To identify age-related CpGs associated with species longevity, we focused on those that change with age similarly between NMRs and primates, but differentially in the mouse. In total, subsets of 171 such CpGs were detected in liver, 33 in blood and 116 in skin (Extended Data Fig. 7). Identification of genes that are proximal to these cytosines revealed several that are of particular interest. Some of these that were identified in at least two of the three tissues include: hypermethylation of the IGF2BP1 promoter, PAX2 upstream, SLITRK1 promoter and B3GALT6 exon. Strikingly, these regions were highly enriched in pathways related to lethality and abnormal survival in the mouse phenotype database (Fig. 5). In general, a prominent feature of age-related CpGs that are shared between NMRs and primates, but not the mouse, is their proximity to genes that encode proteins with homeobox domains, particularly the NKL and HOXL families of proteins (Supplementary Table 12). These proteins are primarily transcription factors that regulate expression of developmental genes. As such, it follows that their perturbations in mice were reportedly associated with lethality during fetal growth, postnatal lethality, abnormal survival, decreased body size, premature aging and death, nervous system abnormality and so on (Supplementary Table 13).

Fig. 5: Enrichment analysis of the tissue-specific DNAm signatures that are shared between NMR and primates, but not with mouse.
figure 5

The input includes the CpGs that had a consistent aging pattern between the two long-lived species (NMR and primate) but a divergent aging pattern in the short-lived species (mouse). Enrichment P values were estimated using GREAT52. The gene level enrichment was done using GREAT analysis52 and human Hg19 background. As background set, we chose 11,814 human Hg19 background locations/probes that mapped to the same gene in the NMR, human and mouse genomes. The top five enriched terms/pathways for each category (canonical pathways, diseases, gene ontology, human and mouse phenotypes, and promoter motifs) were presented if their enrichment P value was significant at <1 × 10−4.

Besides development, genes encoding metabolic proteins were also found to be proximal to age-associated CpGs shared between NMRs and primates but not the mouse. Collectively, these results suggest that differences in development and metabolism may, in part, jointly underlie the longevity of NMR and primates (especially humans), which is longer than expected from their body size.

We caution the readers that CpGs that are related to species longevity may not play a causal role in the aging process. However, 25 of the implicated genes (Supplementary Table 14) play a role in aging according to the Aging Gene Database (GenAge)26. In particular, three genes (POLG, TFAP2A, KCNA3) are known to play a role in human aging conditions.

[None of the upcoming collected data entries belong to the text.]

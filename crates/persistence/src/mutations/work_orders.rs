// Copyright (C) 2026 Fred Clausen
// Use of this source code is governed by an MIT-style
// license that can be found in the LICENSE file or at
// https://opensource.org/licenses/MIT.

//! Work order mutations.
//!
//! A work order and its comments are one aggregate: every write that
//! touches both runs in a single transaction.

use diesel::SqliteConnection;
use diesel::prelude::*;
use facilitydesk_domain::{WorkOrder, WorkOrderComment};
use tracing::{debug, info};

use crate::backend::PersistenceBackend;
use crate::data_models::{WorkOrderPatch, encode_optional_timestamp, encode_timestamp};
use crate::diesel_schema::{work_order_comments, work_orders};
use crate::error::PersistenceError;
use crate::queries::work_orders::work_order_exists;

/// Column changes for a work order update. `None` fields are skipped.
#[derive(AsChangeset)]
#[diesel(table_name = work_orders)]
struct WorkOrderChangeset {
    company_name: Option<String>,
    assigned_contractor_id: Option<Option<i64>>,
    priority: Option<String>,
    description: Option<String>,
    address: Option<String>,
    city: Option<String>,
    state: Option<String>,
    zip_code: Option<i64>,
    latitude: Option<Option<f64>>,
    longitude: Option<Option<f64>>,
    status: Option<String>,
    start_date: Option<Option<String>>,
    estimated_end_date: Option<Option<String>>,
}

impl WorkOrderChangeset {
    fn from_patch(patch: &WorkOrderPatch) -> Result<Self, PersistenceError> {
        Ok(Self {
            company_name: patch.company_name.clone(),
            assigned_contractor_id: patch
                .assigned_contractor_id
                .map(|id| id.map(|id| id.value())),
            priority: patch.priority.map(|p| p.as_str().to_string()),
            description: patch.description.clone(),
            address: patch.address.clone(),
            city: patch.city.clone(),
            state: patch.state.clone(),
            zip_code: patch.zip_code.map(i64::from),
            latitude: patch.latitude,
            longitude: patch.longitude,
            status: patch.status.map(|s| s.as_str().to_string()),
            start_date: patch.start_date.map(encode_optional_timestamp).transpose()?,
            estimated_end_date: patch
                .estimated_end_date
                .map(encode_optional_timestamp)
                .transpose()?,
        })
    }
}

fn insert_comments(
    conn: &mut SqliteConnection,
    work_order_id: i64,
    comments: &[WorkOrderComment],
) -> Result<(), PersistenceError> {
    for comment in comments {
        diesel::insert_into(work_order_comments::table)
            .values((
                work_order_comments::work_order_id.eq(work_order_id),
                work_order_comments::comment_id.eq(comment.comment_id.as_deref()),
                work_order_comments::author_name.eq(comment.author_name.as_deref()),
                work_order_comments::comment.eq(&comment.text),
            ))
            .execute(conn)?;
    }
    Ok(())
}

/// Inserts a work order with its initial comments and returns its new ID.
///
/// # Errors
///
/// Returns an error if either insert fails. Nothing is written in that case.
pub fn insert_work_order(
    conn: &mut SqliteConnection,
    work_order: &WorkOrder,
) -> Result<i64, PersistenceError> {
    info!(
        job_request_id = work_order.job_request_id.value(),
        "Creating work order"
    );

    let start_date: Option<String> = encode_optional_timestamp(work_order.start_date)?;
    let estimated_end_date: Option<String> =
        encode_optional_timestamp(work_order.estimated_end_date)?;
    let created_at: String = encode_timestamp(work_order.created_at)?;

    conn.transaction::<_, PersistenceError, _>(|conn| {
        diesel::insert_into(work_orders::table)
            .values((
                work_orders::job_request_id.eq(work_order.job_request_id.value()),
                work_orders::company_name.eq(&work_order.company_name),
                work_orders::assigned_contractor_id
                    .eq(work_order.assigned_contractor_id.map(|id| id.value())),
                work_orders::priority.eq(work_order.priority.as_str()),
                work_orders::description.eq(&work_order.description),
                work_orders::address.eq(&work_order.address),
                work_orders::city.eq(&work_order.city),
                work_orders::state.eq(&work_order.state),
                work_orders::zip_code.eq(i64::from(work_order.zip_code)),
                work_orders::latitude.eq(work_order.latitude),
                work_orders::longitude.eq(work_order.longitude),
                work_orders::status.eq(work_order.status.as_str()),
                work_orders::start_date.eq(&start_date),
                work_orders::estimated_end_date.eq(&estimated_end_date),
                work_orders::created_at.eq(&created_at),
            ))
            .execute(conn)?;

        let work_order_id: i64 = conn.get_last_insert_rowid()?;
        insert_comments(conn, work_order_id, &work_order.comments)?;

        info!(work_order_id, "Work order created");
        Ok(work_order_id)
    })
}

/// Applies a sparse update to a work order.
///
/// When the patch carries comments, the stored comments are replaced
/// wholesale in the same transaction.
///
/// # Errors
///
/// Returns `PersistenceError::NotFound` if no work order has this ID.
pub fn update_work_order(
    conn: &mut SqliteConnection,
    work_order_id: i64,
    patch: &WorkOrderPatch,
) -> Result<(), PersistenceError> {
    info!(work_order_id, "Updating work order");

    let column_patch: WorkOrderPatch = WorkOrderPatch {
        comments: None,
        ..patch.clone()
    };
    let changeset: Option<WorkOrderChangeset> = if column_patch.is_empty() {
        None
    } else {
        Some(WorkOrderChangeset::from_patch(&column_patch)?)
    };

    conn.transaction::<_, PersistenceError, _>(|conn| {
        let found: bool = match changeset {
            Some(changeset) => {
                let rows_affected: usize = diesel::update(work_orders::table)
                    .filter(work_orders::work_order_id.eq(work_order_id))
                    .set(changeset)
                    .execute(conn)?;
                rows_affected > 0
            }
            None => work_order_exists(conn, work_order_id)?,
        };

        if !found {
            return Err(PersistenceError::NotFound(format!(
                "Work order with ID {work_order_id} not found"
            )));
        }

        if let Some(comments) = &patch.comments {
            debug!(work_order_id, count = comments.len(), "Replacing comments");
            diesel::delete(work_order_comments::table)
                .filter(work_order_comments::work_order_id.eq(work_order_id))
                .execute(conn)?;
            insert_comments(conn, work_order_id, comments)?;
        }

        Ok(())
    })
}

/// Appends a comment to the end of a work order's comments.
///
/// # Errors
///
/// Returns `PersistenceError::NotFound` if no work order has this ID.
pub fn append_comment(
    conn: &mut SqliteConnection,
    work_order_id: i64,
    comment: &WorkOrderComment,
) -> Result<(), PersistenceError> {
    info!(work_order_id, "Appending work order comment");

    conn.transaction::<_, PersistenceError, _>(|conn| {
        if !work_order_exists(conn, work_order_id)? {
            return Err(PersistenceError::NotFound(format!(
                "Work order with ID {work_order_id} not found"
            )));
        }
        insert_comments(conn, work_order_id, std::slice::from_ref(comment))
    })
}

/// Deletes a work order and its comments.
///
/// # Errors
///
/// Returns `PersistenceError::NotFound` if no work order has this ID.
pub fn delete_work_order(
    conn: &mut SqliteConnection,
    work_order_id: i64,
) -> Result<(), PersistenceError> {
    info!(work_order_id, "Deleting work order");

    let rows_affected: usize = diesel::delete(work_orders::table)
        .filter(work_orders::work_order_id.eq(work_order_id))
        .execute(conn)?;

    if rows_affected == 0 {
        return Err(PersistenceError::NotFound(format!(
            "Work order with ID {work_order_id} not found"
        )));
    }

    Ok(())
}
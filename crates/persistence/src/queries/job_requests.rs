// Copyright (C) 2026 Fred Clausen
// Use of this source code is governed by an MIT-style
// license that can be found in the LICENSE file or at
// https://opensource.org/licenses/MIT.

//! Job request queries.

use diesel::SqliteConnection;
use diesel::prelude::*;
use facilitydesk_domain::JobRequest;
use tracing::debug;

use crate::data_models::{
    JobRequestFilter, decode_enum, decode_optional_timestamp, decode_record_id, decode_timestamp,
    decode_zip_code,
};
use crate::diesel_schema::job_requests;
use crate::error::PersistenceError;

/// Diesel Queryable struct for job request rows.
#[derive(Queryable, Selectable)]
#[diesel(table_name = job_requests)]
struct JobRequestRow {
    job_request_id: i64,
    company_id: i64,
    company_name: String,
    category: String,
    priority: String,
    description: String,
    address: String,
    city: String,
    state: String,
    zip_code: i64,
    attachment_url: Option<String>,
    status: String,
    requested_date: Option<String>,
    created_at: String,
}

impl JobRequestRow {
    fn into_job_request(self) -> Result<JobRequest, PersistenceError> {
        Ok(JobRequest {
            job_request_id: Some(decode_record_id(self.job_request_id)?),
            company_id: decode_record_id(self.company_id)?,
            company_name: self.company_name,
            category: self.category,
            priority: decode_enum(&self.priority)?,
            description: self.description,
            address: self.address,
            city: self.city,
            state: self.state,
            zip_code: decode_zip_code(self.zip_code)?,
            attachment_url: self.attachment_url,
            status: decode_enum(&self.status)?,
            requested_date: decode_optional_timestamp(self.requested_date.as_deref())?,
            created_at: decode_timestamp(&self.created_at)?,
        })
    }
}

/// Retrieves a job request by ID.
///
/// # Errors
///
/// Returns an error if the database query fails.
/// Returns `Ok(None)` if the job request is not found.
pub fn get_job_request(
    conn: &mut SqliteConnection,
    job_request_id: i64,
) -> Result<Option<JobRequest>, PersistenceError> {
    debug!(job_request_id, "Looking up job request");

    let result: Result<JobRequestRow, diesel::result::Error> = job_requests::table
        .filter(job_requests::job_request_id.eq(job_request_id))
        .select(JobRequestRow::as_select())
        .first(conn);

    match result {
        Ok(row) => row.into_job_request().map(Some),
        Err(diesel::result::Error::NotFound) => Ok(None),
        Err(e) => Err(PersistenceError::from(e)),
    }
}

/// Lists job requests matching every set filter, oldest first.
///
/// # Errors
///
/// Returns an error if the database query fails.
pub fn list_job_requests(
    conn: &mut SqliteConnection,
    filter: &JobRequestFilter,
) -> Result<Vec<JobRequest>, PersistenceError> {
    let mut query = job_requests::table
        .order(job_requests::job_request_id.asc())
        .select(JobRequestRow::as_select())
        .into_boxed();

    if let Some(status) = filter.status {
        query = query.filter(job_requests::status.eq(status.as_str()));
    }
    if let Some(company_name) = &filter.company_name {
        query = query.filter(job_requests::company_name.eq(company_name.clone()));
    }
    if let Some(priority) = filter.priority {
        query = query.filter(job_requests::priority.eq(priority.as_str()));
    }
    if let Some(category) = &filter.category {
        query = query.filter(job_requests::category.eq(category.clone()));
    }

    let rows: Vec<JobRequestRow> = query.load(conn)?;
    debug!(count = rows.len(), "Loaded job requests");

    rows.into_iter()
        .map(JobRequestRow::into_job_request)
        .collect()
}
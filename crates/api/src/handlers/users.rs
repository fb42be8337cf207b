// Copyright (C) 2026 Fred Clausen
// Use of this source code is governed by an MIT-style
// license that can be found in the LICENSE file or at
// https://opensource.org/licenses/MIT.

//! User repository and credentials.

use facilitydesk_domain::{
    RecordId, Role, User, city_name, person_name, phone, role, skills, us_state,
};
use facilitydesk_persistence::{Persistence, PersistenceError};
use tracing::{info, warn};

use super::{parse_id, validated};
use crate::auth::{AuthenticatedPrincipal, AuthenticationService};
use crate::credential_policy::{AcceptedCredentials, check_credentials};
use crate::error::{ApiError, translate_persistence_error};
use crate::request_response::{
    CreateAuthRecordRequest, CreateUserRequest, LoginRequest, SignupRequest, UserInfo,
};

const RESOURCE: &str = "User";

fn store_error(err: PersistenceError) -> ApiError {
    translate_persistence_error(RESOURCE, err)
}

/// Maps a credential insert failure, reporting a taken email as a conflict.
fn credential_store_error(email: &str, err: PersistenceError) -> ApiError {
    match err {
        PersistenceError::UniqueViolation(_) => {
            warn!(email, "Rejected duplicate email");
            ApiError::Conflict {
                resource_type: String::from("Account"),
                message: format!("An account with email '{email}' already exists"),
            }
        }
        other => store_error(other),
    }
}

fn build_user(
    user_role: Role,
    first_name: &str,
    last_name: &str,
    city: &str,
    state: &str,
    phone_number: &str,
    skill_list: &[String],
) -> Result<User, ApiError> {
    Ok(User {
        user_id: None,
        role: user_role,
        first_name: validated(person_name(first_name, "firstName"))?,
        last_name: validated(person_name(last_name, "lastName"))?,
        city: validated(city_name(city))?,
        state: validated(us_state(state))?,
        phone: validated(phone(phone_number, "phone"))?,
        skills: validated(skills(skill_list))?,
    })
}

/// Creates a user without login credentials.
///
/// # Errors
///
/// Returns an error if any field fails validation.
pub fn create_user(
    persistence: &mut Persistence,
    request: &CreateUserRequest,
) -> Result<UserInfo, ApiError> {
    let user_role: Role = validated(role(&request.role))?;
    let user: User = build_user(
        user_role,
        &request.first_name,
        &request.last_name,
        &request.city,
        &request.state,
        &request.phone,
        &request.skills,
    )?;

    let user_id: RecordId = persistence.create_user(&user).map_err(store_error)?;
    info!(%user_id, role = %user.role, "User created");

    UserInfo::from_user(User {
        user_id: Some(user_id),
        ..user
    })
}

/// Registers a contractor together with their login credentials.
///
/// The user and credentials are stored atomically: if the email is
/// already registered, no user is created.
///
/// # Errors
///
/// Returns an error if:
/// - Any field fails validation
/// - The password breaks the policy or does not match its confirmation
/// - The email is already registered
pub fn signup_contractor(
    persistence: &mut Persistence,
    request: &SignupRequest,
) -> Result<UserInfo, ApiError> {
    let user: User = build_user(
        Role::Contractor,
        &request.first_name,
        &request.last_name,
        &request.city,
        &request.state,
        &request.phone,
        &request.skills,
    )?;
    let credentials: AcceptedCredentials = check_credentials(
        &request.email,
        &request.password,
        Some(&request.confirm_password),
    )?;

    let user_id: RecordId = persistence
        .create_user_with_credentials(&user, &credentials.email, &credentials.password)
        .map_err(|e| credential_store_error(&credentials.email, e))?;
    info!(%user_id, "Contractor registered");

    UserInfo::from_user(User {
        user_id: Some(user_id),
        ..user
    })
}

/// Attaches login credentials to an existing user.
///
/// # Errors
///
/// Returns an error if:
/// - The user id is malformed or no user has it
/// - The email or password breaks the policy
/// - The email is already registered or the user already has credentials
pub fn create_auth_record(
    persistence: &mut Persistence,
    request: &CreateAuthRecordRequest,
) -> Result<(), ApiError> {
    let user_id: RecordId = parse_id(&request.user_id, "userId")?;
    if persistence.get_user(user_id).map_err(store_error)?.is_none() {
        return Err(ApiError::not_found(RESOURCE, &user_id.to_string()));
    }
    let credentials: AcceptedCredentials =
        check_credentials(&request.email, &request.password, None)?;

    persistence
        .create_auth_record(user_id, &credentials.email, &credentials.password)
        .map_err(|e| credential_store_error(&credentials.email, e))?;
    info!(%user_id, "Credentials created");
    Ok(())
}

/// Retrieves a user by id.
///
/// # Errors
///
/// Returns an error if the id is malformed or no user has it.
pub fn get_user(persistence: &mut Persistence, user_id: &str) -> Result<UserInfo, ApiError> {
    let id: RecordId = parse_id(user_id, "userId")?;
    let user: User = persistence
        .get_user(id)
        .map_err(store_error)?
        .ok_or_else(|| ApiError::not_found(RESOURCE, &id.to_string()))?;
    UserInfo::from_user(user)
}

/// Loads a user and requires the contractor role.
///
/// # Errors
///
/// Returns `ResourceNotFound` if no user has the id, or
/// `ReferentialViolation` if the user is not a contractor.
pub fn resolve_contractor(
    persistence: &mut Persistence,
    contractor_id: RecordId,
) -> Result<User, ApiError> {
    let user: User = persistence
        .get_user(contractor_id)
        .map_err(store_error)?
        .ok_or_else(|| ApiError::not_found(RESOURCE, &contractor_id.to_string()))?;
    if user.role != Role::Contractor {
        warn!(%contractor_id, role = %user.role, "Rejected non-contractor assignee");
        return Err(ApiError::ReferentialViolation {
            rule: String::from("contractor_assignee"),
            message: format!("User {contractor_id} is not a contractor"),
        });
    }
    Ok(user)
}

/// Lists users, optionally only those with one role.
///
/// # Errors
///
/// Returns an error if the role is not recognized.
pub fn list_users(
    persistence: &mut Persistence,
    role_filter: Option<&str>,
) -> Result<Vec<UserInfo>, ApiError> {
    let parsed: Option<Role> = validated(role_filter.map(role).transpose())?;
    persistence
        .list_users(parsed)
        .map_err(store_error)?
        .into_iter()
        .map(UserInfo::from_user)
        .collect()
}

/// Logs a user in.
///
/// # Errors
///
/// Returns `AuthenticationFailed` if the email is unknown or the password
/// is wrong.
pub fn login(
    persistence: &mut Persistence,
    request: &LoginRequest,
) -> Result<AuthenticatedPrincipal, ApiError> {
    let principal: AuthenticatedPrincipal =
        AuthenticationService::login(persistence, &request.email, &request.password)?;
    info!(user_id = %principal.user_id, role = %principal.role, "User logged in");
    Ok(principal)
}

CpGs that change with age in NMR and vervet monkey liver samples but not in mouse liver are presented in Supplementary Table 15. Our liver methylation studies of long-lived species (NMR, vervet monkey) versus short-lived species (mouse) finds significant enrichments for genes related to mitochondrial morphology (uncorrected hypergeometric P = 0.0070, genes EN1, FOXG1, POLG) and abnormality of mitochondrial metabolism (P = 0.0011, ACADVL) (Supplementary Table 13).

Queens age more slowly

NMRs, together with Damaraland mole-rats, have been proposed to be eusocial mammals. Eusocial species have very organized lifestyles and clear reproductive division of labor and roles, with the queens (the dominant breeding female in the colony) being the most distinct members of the social group. Given the genetic similarity between queens and nonbreeders, it is highly likely that eusocial characteristics could be determined by, or correlated with, epigenetic differences. Hence, we investigated the potential relationship between queen status and DNA methylation. As we had blood samples from 18 queens, we carried out this analysis primarily with blood DNA, and a subset of analyses also included skin, for which there were only four queen samples.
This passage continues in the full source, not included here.